On Wed 16-11-22 19:28:10, Zhongkun He wrote:
> Hi Michal, I've done the performance testing, please check it out.
> 
> > > Yes this is all understood but the level of the overhead is not really
> > > clear. So the question is whether this will induce a visible overhead.
> > > Because from the maintainability point of view it is much less costly to
> > > have a clear life time model. Right now we have a mix of reference
> > > counting and per-task requirements which is rather subtle and easy to
> > > get wrong. In an ideal world we would have get_vma_policy always
> > > returning a reference counted policy or NULL. If we really need to
> > > optimize for cache line bouncing we can go with per cpu reference
> > > counters (something that was not available at the time the mempolicy
> > > code has been introduced).
> > > 
> > > So I am not saying that the task_work based solution is not possible I
> > > just think that this looks like a good opportunity to get from the
> > > existing subtle model.
> 
> Test tools:
> numactl -m 0-3 ./run-mmtests.sh -n -c configs/config-workload-
> aim9-pagealloc  test_name
> 
> Modification:
> Get_vma_policy(), get_task_policy() always returning a reference
> counted policy, except for the static policy(default_policy and
> preferred_node_policy[nid]).

It would be better to add the patch that has been tested.
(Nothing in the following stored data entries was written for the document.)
use super::sprite::TextureId;
use super::GraphicsDevice;
use crate::assets::RawTexture;
use anyhow::bail;
use anyhow::Result;
use glam::Vec2;
use glam::Vec4;
use log::info;

pub struct Texture {
    pub name: String,
    pub size: Vec2,
    data: Vec<u8>,
}

#[derive(Default)]
pub struct RectangleTexture {
    pub size: Vec2,
    pub texture_id: Option<TextureId>,
}

impl Texture {
    pub fn new(raw: &RawTexture) -> Result<Self> {
        let expected = raw.width() as usize * raw.height() as usize * 4;
        if raw.data.len() != expected {
            bail!("Texture {} has {} bytes, expected {}", raw.name, raw.data.len(), expected);
        }

        info!("Creating texture {} ({}x{}, {} bytes)", raw.name, raw.size.x, raw.size.y, raw.data.len());
        Ok(Self { name: raw.name.to_string(), size: Vec2::new(raw.width() as f32, raw.height() as f32), data: raw.data.clone() })
    }

    pub fn sample(&self, uv: Vec2) -> Vec4 {
        let width = self.size.x as usize;
        let height = self.size.y as usize;
        if width == 0 || height == 0 {
            return Vec4::ZERO;
        }

        let x = ((uv.x * self.size.x) as usize).min(width - 1);
        let y = ((uv.y * self.size.y) as usize).min(height - 1);
        let index = (y * width + x) * 4;

        Vec4::new(
            self.data[index + 0] as f32 / 255.0,
            self.data[index + 1] as f32 / 255.0,
            self.data[index + 2] as f32 / 255.0,
            self.data[index + 3] as f32 / 255.0,
        )
    }
}

impl RectangleTexture {
    pub fn create_texture(&mut self, size: Vec2, device: &mut dyn GraphicsDevice) -> Result<TextureId> {
        self.size = size;

        let raw = RawTexture::new_filled("rectangle", size.x.max(0.0) as u32, size.y.max(0.0) as u32, [255, 255, 255, 255]);
        let texture_id = device.create_texture(&raw)?;
        self.texture_id = Some(texture_id);

        Ok(texture_id)
    }
}
#[cfg(test)]
mod tests {
    use super::*;
    use crate::constants::{DARK_LINK_ID, LIGHT_LINK_ID, STORAGE_KEY};
    use crate::error::SchemeError;
    use crate::memory::{MemoryButton, MemoryPage, MemoryStorage};

    type Controller = SchemeController<MemoryPage, MemoryStorage>;

    fn init(page: &MemoryPage, storage: &MemoryStorage) -> Controller {
        Controller::initialize(page, storage.clone(), &SwitcherConfig::default())
            .unwrap()
            .expect("links present")
    }

    fn media(page: &MemoryPage) -> (String, String) {
        (
            page.link_media(LIGHT_LINK_ID).unwrap(),
            page.link_media(DARK_LINK_ID).unwrap(),
        )
    }

    #[test]
    fn test_meta_content_per_scheme() {
        let page = MemoryPage::standard();
        let storage = MemoryStorage::new();
        let controller = init(&page, &storage);

        for (label, expected) in [("light", "light"), ("dark", "dark"), ("auto", "light dark")] {
            controller.apply(label).unwrap();
            assert_eq!(page.meta_content().as_deref(), Some(expected));
            assert_eq!(storage.value(STORAGE_KEY).as_deref(), Some(label));
        }
    }

    #[test]
    fn test_default_is_auto() {
        let page = MemoryPage::standard();
        let storage = MemoryStorage::new();
        let controller = init(&page, &storage);

        assert_eq!(controller.scheme(), Scheme::Auto);
        assert_eq!(
            media(&page),
            (
                "(prefers-color-scheme: light)".to_string(),
                "(prefers-color-scheme: dark)".to_string()
            )
        );
        assert_eq!(page.meta_content().as_deref(), Some("light dark"));
        // the load-time apply persists too
        assert_eq!(storage.value(STORAGE_KEY).as_deref(), Some("auto"));
    }

    #[test]
    fn test_empty_stored_value_is_auto() {
        let page = MemoryPage::standard();
        let storage = MemoryStorage::with_value(STORAGE_KEY, "");
        let controller = init(&page, &storage);
        assert_eq!(controller.current(), "auto");
    }

    #[test]
    fn test_stored_dark_is_applied() {
        let page = MemoryPage::standard();
        let storage = MemoryStorage::with_value(STORAGE_KEY, "dark");
        let controller = init(&page, &storage);

        assert_eq!(controller.scheme(), Scheme::Dark);
        assert_eq!(media(&page), ("not all".to_string(), "all".to_string()));
        assert_eq!(page.meta_content().as_deref(), Some("dark"));
    }

    #[test]
    fn test_apply_is_idempotent() {
        let page = MemoryPage::standard();
        let storage = MemoryStorage::new();
        let controller = init(&page, &storage);

        controller.apply("light").unwrap();
        let once = (media(&page), page.meta_content(), storage.value(STORAGE_KEY));
        controller.apply("light").unwrap();
        let twice = (media(&page), page.meta_content(), storage.value(STORAGE_KEY));
        assert_eq!(once, twice);
        assert_eq!(storage.len(), 1);
    }

    #[test]
    fn test_reload_restores_preference() {
        let storage = MemoryStorage::new();
        for label in ["light", "dark", "auto"] {
            let page = MemoryPage::standard();
            init(&page, &storage).apply(label).unwrap();

            let reloaded = MemoryPage::standard();
            let controller = init(&reloaded, &storage);
            assert_eq!(controller.current(), label);
            assert_eq!(
                reloaded.meta_content().as_deref(),
                Some(Scheme::resolve(label).meta_content())
            );
        }
    }

    #[test]
    fn test_click_light_without_stored_value() {
        let page = MemoryPage::standard();
        let storage = MemoryStorage::new();
        let _controller = init(&page, &storage);

        page.button("light").unwrap().click();

        assert_eq!(page.meta_content().as_deref(), Some("light"));
        assert_eq!(media(&page), ("all".to_string(), "not all".to_string()));
        assert_eq!(storage.value(STORAGE_KEY).as_deref(), Some("light"));
    }

    #[test]
    fn test_click_marks_exactly_one_pressed() {
        let page = MemoryPage::standard();
        let storage = MemoryStorage::new();
        let controller = init(&page, &storage);
        assert_eq!(controller.button_count(), 3);

        for label in ["dark", "auto", "light", "dark"] {
            page.button(label).unwrap().click();
            let pressed: Vec<_> = page
                .switcher_buttons()
                .iter()
                .filter(|b| b.pressed() == Some(true))
                .filter_map(|b| b.scheme_label())
                .collect();
            assert_eq!(pressed, vec![label.to_string()]);
            assert!(page.switcher_buttons().iter().all(|b| b.pressed().is_some()));
        }
    }

    #[test]
    fn test_duplicate_labels_press_only_clicked_button() {
        let first = MemoryButton::new("dark");
        let second = MemoryButton::new("dark");
        let page = MemoryPage::new()
            .with_stylesheets()
            .with_switcher(vec![first.clone(), second.clone()]);
        let _controller = init(&page, &MemoryStorage::new());

        second.click();
        assert_eq!(first.pressed(), Some(false));
        assert_eq!(second.pressed(), Some(true));
    }

    #[test]
    fn test_label_removed_before_click_is_ignored() {
        let page = MemoryPage::standard();
        let storage = MemoryStorage::new();
        let controller = init(&page, &storage);

        let dark = page.button("dark").unwrap();
        dark.set_label(Some(""));
        dark.click();

        assert_eq!(controller.current(), "auto");
        assert!(page.switcher_buttons().iter().all(|b| b.pressed().is_none()));
        assert_eq!(storage.value(STORAGE_KEY).as_deref(), Some("auto"));
    }

    #[test]
    fn test_unlabeled_buttons_are_not_subscribed() {
        let unlabeled = MemoryButton::unlabeled();
        let page = MemoryPage::new()
            .with_stylesheets()
            .with_switcher(vec![MemoryButton::new("light"), unlabeled.clone()]);
        let controller = init(&page, &MemoryStorage::new());

        assert_eq!(controller.button_count(), 1);
        assert_eq!(unlabeled.handler_count(), 0);
    }

    #[test]
    fn test_missing_links_leave_storage_untouched() {
        let storage = MemoryStorage::new();
        let page = MemoryPage::new().with_link(LIGHT_LINK_ID).with_meta();

        let result = Controller::initialize(&page, storage.clone(), &SwitcherConfig::default());
        assert!(matches!(result, Ok(None)));
        assert!(storage.is_empty());
        assert_eq!(page.meta_content().as_deref(), Some(""));
    }

    #[test]
    fn test_missing_links_do_not_subscribe_buttons() {
        let button = MemoryButton::new("dark");
        let page = MemoryPage::new().with_switcher(vec![button.clone()]);
        let result =
            Controller::initialize(&page, MemoryStorage::new(), &SwitcherConfig::default());
        assert!(matches!(result, Ok(None)));
        assert_eq!(button.handler_count(), 0);
    }

    #[test]
    fn test_optional_elements_may_be_missing() {
        let page = MemoryPage::new().with_stylesheets();
        let storage = MemoryStorage::with_value(STORAGE_KEY, "light");
        let controller = init(&page, &storage);

        assert_eq!(controller.button_count(), 0);
        assert_eq!(page.meta_content(), None);
        assert_eq!(media(&page), ("all".to_string(), "not all".to_string()));
    }

    #[test]
    fn test_unknown_label_applies_auto_but_stores_verbatim() {
        let page = MemoryPage::new()
            .with_stylesheets()
            .with_meta()
            .with_switcher(vec![MemoryButton::new("sepia")]);
        let storage = MemoryStorage::new();
        let controller = init(&page, &storage);

        page.button("sepia").unwrap().click();

        assert_eq!(controller.scheme(), Scheme::Auto);
        assert_eq!(controller.current(), "sepia");
        assert_eq!(page.meta_content().as_deref(), Some("light dark"));
        assert_eq!(storage.value(STORAGE_KEY).as_deref(), Some("sepia"));
    }

    #[test]
    fn test_storage_write_failure_is_returned() {
        let page = MemoryPage::standard();
        let storage = MemoryStorage::new().rejecting_writes();
        let result = Controller::initialize(&page, storage, &SwitcherConfig::default());

        assert!(matches!(result, Err(SchemeError::Storage(_))));
        // visuals are applied before the write fails
        assert_eq!(page.meta_content().as_deref(), Some("light dark"));
    }

    #[test]
    fn test_sync_buttons_on_init() {
        let page = MemoryPage::standard();
        let storage = MemoryStorage::with_value(STORAGE_KEY, "dark");
        let config = SwitcherConfig {
            sync_buttons_on_init: true,
            ..SwitcherConfig::default()
        };
        let _controller = Controller::initialize(&page, storage, &config)
            .unwrap()
            .unwrap();

        assert_eq!(page.button("dark").unwrap().pressed(), Some(true));
        assert_eq!(page.button("light").unwrap().pressed(), Some(false));
        assert_eq!(page.button("auto").unwrap().pressed(), Some(false));
    }

    #[test]
    fn test_custom_storage_key() {
        let page = MemoryPage::standard();
        let storage = MemoryStorage::with_value("site-theme", "light");
        let config = SwitcherConfig {
            storage_key: "site-theme".to_string(),
            ..SwitcherConfig::default()
        };
        let controller = Controller::initialize(&page, storage.clone(), &config)
            .unwrap()
            .unwrap();

        assert_eq!(controller.scheme(), Scheme::Light);
        assert_eq!(storage.value(STORAGE_KEY), None);
    }

    #[test]
    fn test_dropped_controller_stops_handling_clicks() {
        let page = MemoryPage::standard();
        let storage = MemoryStorage::new();
        drop(init(&page, &storage));

        page.button("dark").unwrap().click();
        assert_eq!(page.meta_content().as_deref(), Some("light dark"));
        assert_eq!(storage.value(STORAGE_KEY).as_deref(), Some("auto"));
    }

    #[test]
    fn test_click_resets_buttons_added_after_init() {
        let page = MemoryPage::standard();
        let storage = MemoryStorage::new();
        let controller = init(&page, &storage);

        let late = MemoryButton::new("dark");
        late.set_pressed(true);
        page.switcher().unwrap().push(late.clone());

        page.button("light").unwrap().click();

        let pressed: Vec<_> = page
            .switcher_buttons()
            .into_iter()
            .filter(|b| b.pressed() == Some(true))
            .collect();
        assert_eq!(pressed.len(), 1);
        assert_eq!(pressed[0].scheme_label().as_deref(), Some("light"));
        assert_eq!(late.pressed(), Some(false));
        // only buttons present at init are subscribed
        assert_eq!(late.handler_count(), 0);
        assert_eq!(controller.button_count(), 3);
    }

    #[test]
    fn test_storage_read_failure_is_returned() {
        let page = MemoryPage::standard();
        let storage = MemoryStorage::with_value(STORAGE_KEY, "dark").rejecting_reads();
        let result = Controller::initialize(&page, storage, &SwitcherConfig::default());

        assert!(matches!(result, Err(SchemeError::Storage(_))));
        assert_eq!(page.meta_content().as_deref(), Some(""));
        assert_eq!(page.link_media(DARK_LINK_ID).as_deref(), Some(""));
    }

    #[test]
    fn test_missing_links_never_read_storage() {
        let page = MemoryPage::new().with_meta();
        let storage = MemoryStorage::new().rejecting_reads().rejecting_writes();
        let result = Controller::initialize(&page, storage, &SwitcherConfig::default());

        assert!(matches!(result, Ok(None)));
        assert_eq!(page.meta_content().as_deref(), Some(""));
    }

    #[test]
    fn test_unknown_stored_value_is_kept_verbatim() {
        let page = MemoryPage::standard();
        let storage = MemoryStorage::with_value(STORAGE_KEY, "sepia");
        let controller = init(&page, &storage);

        assert_eq!(controller.scheme(), Scheme::Auto);
        assert_eq!(controller.current(), "sepia");
        assert_eq!(
            media(&page),
            (
                "(prefers-color-scheme: light)".to_string(),
                "(prefers-color-scheme: dark)".to_string()
            )
        );
        assert_eq!(page.meta_content().as_deref(), Some("light dark"));
        assert_eq!(storage.value(STORAGE_KEY).as_deref(), Some("sepia"));
    }
}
> All vma manipulation is protected by a down_read, so mpol_get()
> can be called directly to take a refcount on the mpol. but there
> is no lock in task->mempolicy context.
> so task->mempolicy should be protected by task_lock.
> 
> struct mempolicy *get_task_policy(struct task_struct *p)
> {
> 	struct mempolicy *pol;
> 	int node;
> 
> 	if (p->mempolicy) {
> 		task_lock(p);
> 		pol = p->mempolicy;
> 		mpol_get(pol);
> 		task_unlock(p);
> 		if (pol)
> 			return pol;
> 	}

One way to deal with that would be to use a similar model as css_tryget

Btw. have you tried to profile those slowdowns to identify hotspots?

Thanks
-- 
Michal Hocko
SUSE Labs